Nielsen just switched on measurement for 13,000 streaming Netflix shows using TV-style ratings based on age and gender – the same thing advertisers have used to buy linear TV ads for decades.
Nielsen actually began measuring streaming content in 2014 via an opt-in service. But, until now, clients needed to submit their own audio signatures for the shows they wanted to measure. Now Nielsen has enhanced the system with signatures for all those Netflix shows as a syndicated service inside its SVOD Content Ratings.
“We are starting with Netflix, but the goal is to extend this out to the SVOD landscape as a whole,” says Nielsen’s product management SVP Kelly Abcarian in this video interview with Beet.TV. “It really is enabling them to understand that total audience consumption at an age/gender break and a true comparable rating to linear television.”
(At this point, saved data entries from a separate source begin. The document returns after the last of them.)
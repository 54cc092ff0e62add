use approx::assert_relative_eq;
use vented_box::prelude::*;
use vented_box::reference::{REFERENCE_FREQUENCY_HZ, REFERENCE_TUNING_HZ};

#[test]
fn tuning_is_close_to_bundled_value() {
    let fb = estimate_tuning(&reference_enclosure()).unwrap();
    assert!((fb - REFERENCE_TUNING_HZ).abs() / REFERENCE_TUNING_HZ < 0.01, "fb = {fb}");
}

#[test]
fn reference_point_is_finite_and_above_re() {
    let enclosure = reference_enclosure();
    let fb = estimate_tuning(&enclosure).unwrap();
    let p = solve(REFERENCE_FREQUENCY_HZ, &reference_driver(), &enclosure, fb);
    assert!(p.is_solved());
    assert!(p.zin.is_finite());
    assert!(p.zin.re >= reference_driver().re);
}

#[test]
fn display_units_do_not_change_results() {
    let driver = reference_driver();
    let si = reference_enclosure();
    let converted = EnclosureParameters {
        volume: to_si(100.0, "L", Dimension::Volume).unwrap(),
        port_area: to_si(7900.0, "mm^2", Dimension::Area).unwrap(),
        port_length: to_si(303.0, "mm", Dimension::Length).unwrap(),
        ..si
    };

    let fb_si = estimate_tuning(&si).unwrap();
    let fb_converted = estimate_tuning(&converted).unwrap();
    assert_relative_eq!(fb_si, fb_converted, max_relative = 1.0e-9);

    for f in [15.0, REFERENCE_FREQUENCY_HZ, 90.0] {
        let a = solve(f, &driver, &si, fb_si);
        let b = solve(f, &driver, &converted, fb_converted);
        assert_relative_eq!(a.zin.re, b.zin.re, max_relative = 1.0e-9);
        assert_relative_eq!(a.zin.im, b.zin.im, max_relative = 1.0e-9);
        assert_relative_eq!(a.port_velocity, b.port_velocity, max_relative = 1.0e-9);
        assert_relative_eq!(a.cone_excursion_mm, b.cone_excursion_mm, max_relative = 1.0e-9);
    }
}

#[test]
fn closed_form_and_mesh_agree_across_a_sweep() {
    let driver = reference_driver();
    let enclosure = reference_enclosure();
    let fb = estimate_tuning(&enclosure).unwrap();
    let acoustics = BoxAcoustics::new(&enclosure, fb).unwrap();

    for f in frequency_grid(1.0, 400.0, 7.0).unwrap() {
        let closed = solve_with(f, &driver, &enclosure, &acoustics).unwrap();
        let mesh = MeshSystem::assemble(angular_frequency(f), &driver, &acoustics)
            .and_then(|m| m.solve())
            .unwrap();
        let zin = mesh.input_impedance(driver.vg);
        assert!((zin - closed.zin).norm() <= 1.0e-9 * closed.zin.norm(), "at {f} Hz");
    }
}

#[test]
fn sweep_from_zero_keeps_dc_sentinel() {
    let result = run_sweep(
        0.0,
        50.0,
        1.0,
        &reference_driver(),
        &reference_enclosure(),
        CurveKind::Impedance,
    )
    .unwrap();
    assert!(result.values[0].is_infinite());
    assert!(result.values[1..].iter().all(|z| z.is_finite()));
    assert!(result.degenerate.is_empty());
}

#[test]
fn group_delay_is_finite_over_reference_sweep() {
    let result = run_sweep(
        5.0,
        200.0,
        0.5,
        &reference_driver(),
        &reference_enclosure(),
        CurveKind::GroupDelay,
    )
    .unwrap();
    assert_eq!(result.values.len(), result.frequencies.len());
    assert!(result.values.iter().all(|d| d.is_finite()));
}

#[test]
fn end_correction_changes_tuning_in_the_expected_direction() {
    let short = EnclosureParameters::new(0.1, 0.0079, 0.303, EndCorrection::BothFreeEnds, 1);
    let long = EnclosureParameters::new(0.1, 0.0079, 0.303, EndCorrection::ThreeCommonWalls, 1);
    assert!(estimate_tuning(&long).unwrap() < estimate_tuning(&short).unwrap());
}
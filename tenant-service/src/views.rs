//! Caller-facing views
//!
//! Views are built from domain models plus the request-scoped context
//! (locale, acting user). That context is always passed explicitly into view
//! construction rather than read from ambient state.

use chrono::{DateTime, Utc};
use serde::Serialize;
use uuid::Uuid;

use crate::store::MemberPage;
use tenant_org::{Group, Locale, MemberRole, Organization, OrgMember};

/// Request-scoped caller context.
///
/// Carries the authenticated user identity and locale through every call
/// boundary. This core does not authenticate; it trusts the identity the
/// transport layer resolved.
#[derive(Debug, Clone, Copy)]
pub struct RequestContext {
    /// The authenticated acting user
    pub user_id: Uuid,

    /// Locale for localized display strings
    pub locale: Locale,
}

impl RequestContext {
    /// Context with the default locale.
    pub fn new(user_id: Uuid) -> Self {
        Self {
            user_id,
            locale: Locale::default(),
        }
    }

    /// Override the locale.
    pub fn with_locale(mut self, locale: Locale) -> Self {
        self.locale = locale;
        self
    }
}

/// Organization view returned to callers.
#[derive(Debug, Clone, Serialize)]
pub struct OrgView {
    /// Organization ID
    pub org_id: Uuid,
    /// Organization name
    pub org_name: String,
    /// Logo reference, if set
    pub logo_ref: Option<String>,
    /// The caller's role in the organization
    pub caller_role: MemberRole,
}

impl OrgView {
    /// Build from an organization snapshot and the caller's role.
    pub fn from_org(org: &Organization, caller_role: MemberRole) -> Self {
        Self {
            org_id: org.id,
            org_name: org.name.clone(),
            logo_ref: org.logo_ref.clone(),
            caller_role,
        }
    }
}

/// One member in a member list.
#[derive(Debug, Clone, Serialize)]
pub struct OrgMemberView {
    /// User ID
    pub user_id: Uuid,
    /// Member role
    pub role: MemberRole,
    /// When the user joined
    pub joined_at: DateTime<Utc>,
}

impl From<&OrgMember> for OrgMemberView {
    fn from(member: &OrgMember) -> Self {
        Self {
            user_id: member.user_id,
            role: member.role,
            joined_at: member.joined_at,
        }
    }
}

/// A page of an organization's member list with the total count.
#[derive(Debug, Clone, Serialize)]
pub struct OrgMemberListView {
    /// Members on this page, in join order
    pub members: Vec<OrgMemberView>,
    /// Total membership count for client-side pagination
    pub total: usize,
    /// Zero-based page index
    pub page: usize,
    /// Effective page size
    pub page_size: usize,
}

impl From<MemberPage> for OrgMemberListView {
    fn from(page: MemberPage) -> Self {
        Self {
            members: page.members.iter().map(OrgMemberView::from).collect(),
            total: page.total,
            page: page.page,
            page_size: page.page_size,
        }
    }
}

/// A derived group with its live member count.
#[derive(Debug, Clone, Serialize)]
pub struct GroupView {
    /// Well-known sentinel id, org-scoped
    pub group_id: String,
    /// Localized group name
    pub group_name: String,
    /// Whether this is the implicit all-members group
    pub all_members_group: bool,
    /// Whether this is the dev group
    pub dev_group: bool,
    /// Live member count at resolution time
    pub member_count: usize,
}

impl GroupView {
    /// Build from a derived group, its live count, and the request locale.
    pub fn from_group(group: &Group, member_count: usize, locale: Locale) -> Self {
        Self {
            group_id: group.id(),
            group_name: group.name(locale).to_string(),
            all_members_group: group.is_all_members(),
            dev_group: group.is_dev(),
            member_count,
        }
    }
}

/// Informational result when a referrer domain resolves to a different
/// organization than the one just switched into.
///
/// This is a UX nudge toward the domain-bound organization, never an
/// authorization decision.
#[derive(Debug, Clone, Serialize)]
pub struct DomainCheckView {
    /// The referrer domain that was checked
    pub domain: String,
    /// The organization the domain is bound to
    pub organization_id: Uuid,
    /// That organization's display name
    pub organization_name: String,
}

/// One entry of the static role catalog.
#[derive(Debug, Clone, Serialize, PartialEq, Eq)]
pub struct RoleDescription {
    /// Wire value of the role
    pub key: &'static str,
    /// Localized display name
    pub value: &'static str,
}

/// The static role catalog in the given locale.
pub fn role_descriptions(locale: Locale) -> Vec<RoleDescription> {
    [MemberRole::Member, MemberRole::Admin]
        .iter()
        .map(|role| RoleDescription {
            key: role.as_str(),
            value: role.display_name(locale),
        })
        .collect()
}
Today, it seems like Nielsen’s best customer base for the product will be TV show makers themselves, as they try to better understand their work’s consumption and gain leverage for carriage negotiation.
“For the first time, we are bringing transparency across to non-linear viewing of audiences, to services such as Netflix,” Abcarian says.
“That transparency is very critical for our media owners and studio houses who are working and want to understand the audience sizes to this content, so that, when they go to the negotiation table, they have data that enables them to empower their decision-making process.”
Nielsen says eight major television networks and production studios, including A&E Networks, Disney-ABC, Lionsgate, NBCUniversal, Warner Brothers and others, have already signed on to subscribe to the service.
But, if Netflix ever did switch on advertising, it seems like a solution would be in place to help the trading of ads there, too.
Ampere Analysis analyst Richard Broughton has previously told Beet.TV that Netflix could make up to $8bn from a full switch to advertising.
This video is part of a series of Beet.TV’s coverage of the Advanced Advertising conference held during NYC TV Week. Beet.TV’s coverage is presented by 4C Insights. Please find additional videos on this page.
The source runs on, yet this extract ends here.